Fact Sheet - Restraint orders under the GIPA Act

This fact sheet appears below or can be viewed and downloaded here Fact Sheet - Restraint Orders Under The GIPA Act, updated July 2022

All persons in NSW are entitled to make an access application for government information held by NSW public sector agencies under the Government Information (Public Access) Act 2009 (GIPA Act). The GIPA Act provides for how an access application is to be made by a person, and how an agency is to determine access to government information.

The GIPA Act also provides for how a person can be restrained from making an unmeritorious access application to an agency. The Act gives discretion to the NSW Civil and Administrative Tribunal (NCAT) in limited circumstances to make orders to restrain a person from making an unmeritorious access application (“restraint orders”).

This fact sheet explains the meaning and effect of a restraint order, the requirement that a person obtains approval from the NCAT to make an access application; as well as the role of the Information Commissioner in relation to restraint orders.  

Access applications under the GIPA Act

An access application is defined as an application for government information under Part 4 that is a valid access application.[1] A person who makes a valid access application has a legally enforceable right under section 9 to be provided with access to the information in accordance with the GIPA Act.[2]

Part 4 of the the GIPA Act provides the framework for how agencies are to make decisions on access applications.

Part 5 of the GIPA Act provides for review of decisions made on access applications, including review by the Information Commissioner in Division 3, and administrative review by the NCAT in Division 4.

The GIPA Act gives the NCAT discretionary power under section 110 of the GIPA Act to make an order that a person is not permitted to make an access application without first obtaining approval of the NCAT (restraint order).

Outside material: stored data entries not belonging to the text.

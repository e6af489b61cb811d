//! Fault injection for exercising the verification suite.
//!
//! Disabled by default. When `leak_future_bars > 0` the driver pre-fetches
//! that many bars past the current one and exposes them through the
//! strategy's market view, reproducing an off-by-N lookahead bug.

use serde::{Deserialize, Serialize};

#[derive(Debug, Clone, Copy, Default, PartialEq, Eq, Serialize, Deserialize)]
pub struct FaultProfile {
    #[serde(default)]
    pub leak_future_bars: usize,
}

impl FaultProfile {
    pub fn disabled() -> Self {
        Self::default()
    }

    pub fn leak_future_bars(n: usize) -> Self {
        Self {
            leak_future_bars: n,
        }
    }

    pub fn is_enabled(&self) -> bool {
        self.leak_future_bars > 0
    }
}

When a person becomes subject to a restraint order, that person will not be permitted to make an access application to an agency while the restraint order is in force. The person is required to obtain the approval of the NCAT to make an access application.

Who can apply for a restraint order?

Section 110(5) of the GIPA Act permits certain persons to make an application to the NCAT for a restraint order against a person. These are limited to the following:

  • an agency that receives an access application from the person (whether or not the agency has decided the application); or
  • the Minister; or
  • the Information Commissioner.
Can the restraint order be made against more than one person?

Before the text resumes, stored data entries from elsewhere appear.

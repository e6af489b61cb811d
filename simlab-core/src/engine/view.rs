//! Market view: the strategy's window onto the bar tape.
//!
//! A view exposes every bar up to a visibility horizon and remembers the
//! newest information it handed out, as a bar timestamp plus the phase of
//! that bar (only its open, or the full bar). The driver stamps each order
//! with that pair, which is what the temporal-leakage check later compares
//! against the fill's timestamp and price reference.

use crate::domain::{Bar, PriceReference};
use std::cell::Cell;
use std::collections::HashMap;
use std::ops::Index;

/// Bars admitted so far, indexed by symbol for history lookups.
#[derive(Debug, Clone, Default)]
pub struct Tape {
    bars: Vec<Bar>,
    by_symbol: HashMap<String, Vec<usize>>,
}

impl Tape {
    pub fn new() -> Self {
        Self::default()
    }

    pub fn push(&mut self, bar: Bar) {
        let index = self.bars.len();
        match self.by_symbol.get_mut(&bar.symbol) {
            Some(positions) => positions.push(index),
            None => {
                self.by_symbol.insert(bar.symbol.clone(), vec![index]);
            }
        }
        self.bars.push(bar);
    }

    pub fn len(&self) -> usize {
        self.bars.len()
    }

    pub fn is_empty(&self) -> bool {
        self.bars.is_empty()
    }

    pub fn last(&self) -> Option<&Bar> {
        self.bars.last()
    }

    pub fn bars(&self) -> &[Bar] {
        &self.bars
    }

    /// Tape positions of `symbol`'s bars, ascending.
    fn positions(&self, symbol: &str) -> &[usize] {
        self.by_symbol
            .get(symbol)
            .map(Vec::as_slice)
            .unwrap_or(&[])
    }

    /// First position sharing the timestamp of the bar at `index`.
    fn group_start(&self, index: usize) -> usize {
        let ts = self.bars[index].timestamp;
        let mut start = index;
        while start > 0 && self.bars[start - 1].timestamp == ts {
            start -= 1;
        }
        start
    }
}

impl From<Vec<Bar>> for Tape {
    fn from(bars: Vec<Bar>) -> Self {
        let mut tape = Tape::new();
        for bar in bars {
            tape.push(bar);
        }
        tape
    }
}

impl Index<usize> for Tape {
    type Output = Bar;

    fn index(&self, index: usize) -> &Bar {
        &self.bars[index]
    }
}

pub struct MarketView<'a> {
    tape: &'a Tape,
    current: usize,
    /// Exclusive upper bound on readable full bars.
    horizon: usize,
    timing: PriceReference,
    newest_read: Cell<Option<(usize, PriceReference)>>,
}

impl<'a> MarketView<'a> {
    /// View of `tape` positioned at `current`.
    ///
    /// With close timing the current bar is fully visible. With open timing
    /// only its open is (through [`MarketView::reference_price`]); full bars
    /// end before the first bar sharing the current timestamp. `leak` widens
    /// the horizon past that point.
    pub fn new(tape: &'a Tape, current: usize, timing: PriceReference, leak: usize) -> Self {
        let base = match timing {
            PriceReference::Close => current + 1,
            PriceReference::Open => tape.group_start(current),
        };
        let horizon = (base + leak).min(tape.len());
        Self {
            tape,
            current,
            horizon,
            timing,
            newest_read: Cell::new(None),
        }
    }

    fn touch(&self, index: usize, phase: PriceReference) {
        let read = (index, phase);
        let newest = match self.newest_read.get() {
            Some(prev) => prev.max(read),
            None => read,
        };
        self.newest_read.set(Some(newest));
    }

    fn current_bar(&self) -> &'a Bar {
        &self.tape[self.current]
    }

    /// Timestamp of the bar being processed.
    pub fn now(&self) -> i64 {
        self.current_bar().timestamp
    }

    /// Symbol of the bar being processed.
    pub fn symbol(&self) -> &'a str {
        &self.current_bar().symbol
    }

    pub fn fill_timing(&self) -> PriceReference {
        self.timing
    }

    /// The price orders on this bar will fill against (before slippage).
    pub fn reference_price(&self) -> f64 {
        self.touch(self.current, self.timing);
        self.current_bar().price(self.timing)
    }

    /// Visible tape positions of `symbol`, ascending.
    fn visible(&self, symbol: &str) -> &'a [usize] {
        let positions = self.tape.positions(symbol);
        let end = positions.partition_point(|&i| i < self.horizon);
        &positions[..end]
    }

    /// Newest visible bar for `symbol`.
    pub fn latest(&self, symbol: &str) -> Option<&'a Bar> {
        let &index = self.visible(symbol).last()?;
        self.touch(index, PriceReference::Close);
        Some(&self.tape[index])
    }

    /// Up to `n` most recent visible bars for `symbol`, oldest first.
    pub fn history(&self, symbol: &str, n: usize) -> Vec<&'a Bar> {
        let visible = self.visible(symbol);
        let window = &visible[visible.len().saturating_sub(n)..];
        if let Some(&index) = window.last() {
            self.touch(index, PriceReference::Close);
        }
        window.iter().map(|&i| &self.tape[i]).collect()
    }

    /// Closes of [`MarketView::history`].
    pub fn closes(&self, symbol: &str, n: usize) -> Vec<f64> {
        self.history(symbol, n).iter().map(|b| b.close).collect()
    }

    /// Timestamp and phase of the newest information read through this
    /// view. Falls back to the current bar's fill phase when nothing was read.
    pub fn decision_point(&self) -> (i64, PriceReference) {
        match self.newest_read.get() {
            Some((index, phase)) => (self.tape[index].timestamp, phase),
            None => (self.now(), self.timing),
        }
    }

    pub fn decision_timestamp(&self) -> i64 {
        self.decision_point().0
    }
}
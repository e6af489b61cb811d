//! Shared fixtures for runner integration tests.

#![allow(dead_code)]

use simlab_core::data::SyntheticSeries;
use simlab_core::domain::Bar;
use simlab_core::rng::SeedHierarchy;
use simlab_core::strategy::{BuyAndHold, MeanReversion, Strategy, TsMomentum};
use simlab_runner::RunSpec;

pub const DAY: i64 = 86_400;

/// Daily bars whose open and close both equal the given prices.
pub fn flat_bars(symbol: &str, closes: &[f64]) -> Vec<Bar> {
    closes
        .iter()
        .enumerate()
        .map(|(i, &c)| Bar::new(i as i64 * DAY, symbol, c, c * 1.01, c * 0.99, c, 1_000_000.0))
        .collect()
}

pub fn synthetic(symbol: &str, bars: usize, seed: u64) -> Vec<Bar> {
    SyntheticSeries::daily(symbol, bars).generate(&SeedHierarchy::new(seed))
}

pub fn buy_and_hold(quantity: f64) -> RunSpec {
    RunSpec::new(
        100_000.0,
        42,
        Strategy::BuyAndHold(BuyAndHold::new("SPY", quantity)),
    )
}

pub fn momentum() -> RunSpec {
    RunSpec::new(
        100_000.0,
        42,
        Strategy::TsMomentum(TsMomentum::new("SPY", 20, 0.01, 20)),
    )
}

pub fn mean_reversion() -> RunSpec {
    RunSpec::new(
        100_000.0,
        7,
        Strategy::MeanReversion(MeanReversion::new("SPY", 20, 1.5, 50.0)),
    )
}
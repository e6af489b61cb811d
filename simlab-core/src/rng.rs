//! Deterministic RNG hierarchy.
//!
//! The run seed is expanded into named sub-streams ("execution",
//! "synthetic:SPY", ...) by hashing, so adding a stream never perturbs the
//! draws of another and nothing depends on derivation order.

use rand::rngs::StdRng;
use rand::SeedableRng;

#[derive(Debug, Clone, Copy, PartialEq, Eq)]
pub struct SeedHierarchy {
    master_seed: u64,
}

impl SeedHierarchy {
    pub fn new(master_seed: u64) -> Self {
        Self { master_seed }
    }

    pub fn master_seed(&self) -> u64 {
        self.master_seed
    }

    /// Sub-seed for a named stream.
    pub fn sub_seed(&self, stream: &str) -> u64 {
        let mut hasher = blake3::Hasher::new();
        hasher.update(&self.master_seed.to_le_bytes());
        hasher.update(stream.as_bytes());
        let hash = hasher.finalize();
        let mut bytes = [0u8; 8];
        bytes.copy_from_slice(&hash.as_bytes()[..8]);
        u64::from_le_bytes(bytes)
    }

    /// Seeded generator for a named stream.
    pub fn stream(&self, stream: &str) -> StdRng {
        StdRng::seed_from_u64(self.sub_seed(stream))
    }
}
//! Domain types: bars, orders, fills, positions, the portfolio ledger, ids.

pub mod bar;
pub mod fill;
pub mod ids;
pub mod order;
pub mod portfolio;
pub mod position;

pub use bar::{Bar, BarDefect, PriceReference};
pub use fill::Fill;
pub use ids::{DatasetHash, IdGen, OrderId};
pub use order::{Order, OrderRequest, OrderType, Side};
pub use portfolio::{EquitySample, Portfolio};
pub use position::{Position, QTY_EPSILON};
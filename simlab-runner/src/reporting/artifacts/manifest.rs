//! Run manifest export (JSON).

use crate::config::RunSpec;
use crate::result::{BacktestResult, SCHEMA_VERSION};
use crate::verify::Coverage;
use anyhow::{Context, Result};
use serde::{Deserialize, Serialize};
use simlab_core::domain::DatasetHash;
use simlab_core::fingerprint::RunDigest;
use std::path::Path;

/// Identifies a run: what was asked for, on what data, and what came out.
#[derive(Debug, Clone, PartialEq, Serialize, Deserialize)]
pub struct RunManifest {
    pub schema_version: u32,
    pub spec_hash: String,
    pub dataset_hash: DatasetHash,
    pub run_digest: RunDigest,
    pub bars_processed: usize,
    pub coverage: Coverage,
    pub spec: RunSpec,
}

impl RunManifest {
    pub fn from_result(result: &BacktestResult) -> Self {
        Self {
            schema_version: SCHEMA_VERSION,
            spec_hash: result.spec_hash.clone(),
            dataset_hash: result.dataset_hash.clone(),
            run_digest: result.digest.clone(),
            bars_processed: result.bars_processed,
            coverage: result.coverage.clone(),
            spec: result.spec.clone(),
        }
    }
}

pub fn write_json<T: Serialize>(path: &Path, value: &T, what: &str) -> Result<()> {
    let json = serde_json::to_string_pretty(value)
        .with_context(|| format!("Failed to serialize {what}"))?;
    std::fs::write(path, json)
        .with_context(|| format!("Failed to write {what} to {}", path.display()))?;
    Ok(())
}

/// Read a JSON artifact; a missing file is `None`, a malformed one an error.
pub fn read_json_if_present<T: serde::de::DeserializeOwned>(
    path: &Path,
    what: &str,
) -> Result<Option<T>> {
    if !path.exists() {
        return Ok(None);
    }
    let text = std::fs::read_to_string(path)
        .with_context(|| format!("Failed to read {what} from {}", path.display()))?;
    let value = serde_json::from_str(&text)
        .with_context(|| format!("Malformed {what} in {}", path.display()))?;
    Ok(Some(value))
}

The NCAT has stated that section 110 does not give the NCAT power to make an order against a person (the subject of the restraint order) and another person “in concert with” the person, such as to prevent the other person from making access applications on their behalf.

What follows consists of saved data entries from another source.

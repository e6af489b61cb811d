//! Small numeric helpers shared by strategies.

use crate::domain::Bar;

pub fn mean(values: &[f64]) -> f64 {
    if values.is_empty() {
        return 0.0;
    }
    values.iter().sum::<f64>() / values.len() as f64
}

/// Population standard deviation.
pub fn std_dev(values: &[f64]) -> f64 {
    if values.len() < 2 {
        return 0.0;
    }
    let m = mean(values);
    let var = values.iter().map(|v| (v - m).powi(2)).sum::<f64>() / values.len() as f64;
    var.sqrt()
}

/// Simple returns between consecutive prices.
pub fn simple_returns(prices: &[f64]) -> Vec<f64> {
    prices
        .windows(2)
        .filter(|w| w[0] != 0.0)
        .map(|w| (w[1] - w[0]) / w[0])
        .collect()
}

/// Simple average of the last `period` true ranges.
///
/// Needs `period + 1` bars so every true range has a previous close.
pub fn average_true_range(bars: &[&Bar], period: usize) -> Option<f64> {
    if period == 0 || bars.len() < period + 1 {
        return None;
    }
    let tail = &bars[bars.len() - period - 1..];
    let sum: f64 = tail
        .windows(2)
        .map(|w| w[1].true_range(Some(w[0].close)))
        .sum();
    Some(sum / period as f64)
}

#[cfg(test)]
mod tests {
    use super::*;

    #[test]
    fn mean_and_std() {
        let v = [2.0, 4.0, 4.0, 4.0, 5.0, 5.0, 7.0, 9.0];
        assert!((mean(&v) - 5.0).abs() < 1e-12);
        assert!((std_dev(&v) - 2.0).abs() < 1e-12);
    }

    #[test]
    fn returns_of_prices() {
        let r = simple_returns(&[100.0, 110.0, 99.0]);
        assert!((r[0] - 0.1).abs() < 1e-12);
        assert!((r[1] + 0.1).abs() < 1e-12);
    }

    #[test]
    fn atr_needs_period_plus_one_bars() {
        let bars: Vec<Bar> = (0..4)
            .map(|i| Bar::new(i, "X", 10.0, 11.0, 9.0, 10.0, 1.0))
            .collect();
        let refs: Vec<&Bar> = bars.iter().collect();
        assert_eq!(average_true_range(&refs, 3), Some(2.0));
        assert_eq!(average_true_range(&refs, 4), None);
    }
}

In Webb v Port Stephens Council [2020] NSWCATAP 152, the Appeal Panel of the NCAT set aside a restraint order which had been made to prohibit the applicant from making an access application to the Council “whether solely on her own behalf or acting jointly or in concert with any other person without first obtaining the approval of the NSW Civil and Administrative Tribunal”.

What is the effect of a restraint order?

A restraint order restricts or limits a person from making an access application for government information to a particular agency or agencies. When a restraint order is in force, the person who is the subject of the order cannot make an access application to the agency without first being granted approval to do so by the NCAT.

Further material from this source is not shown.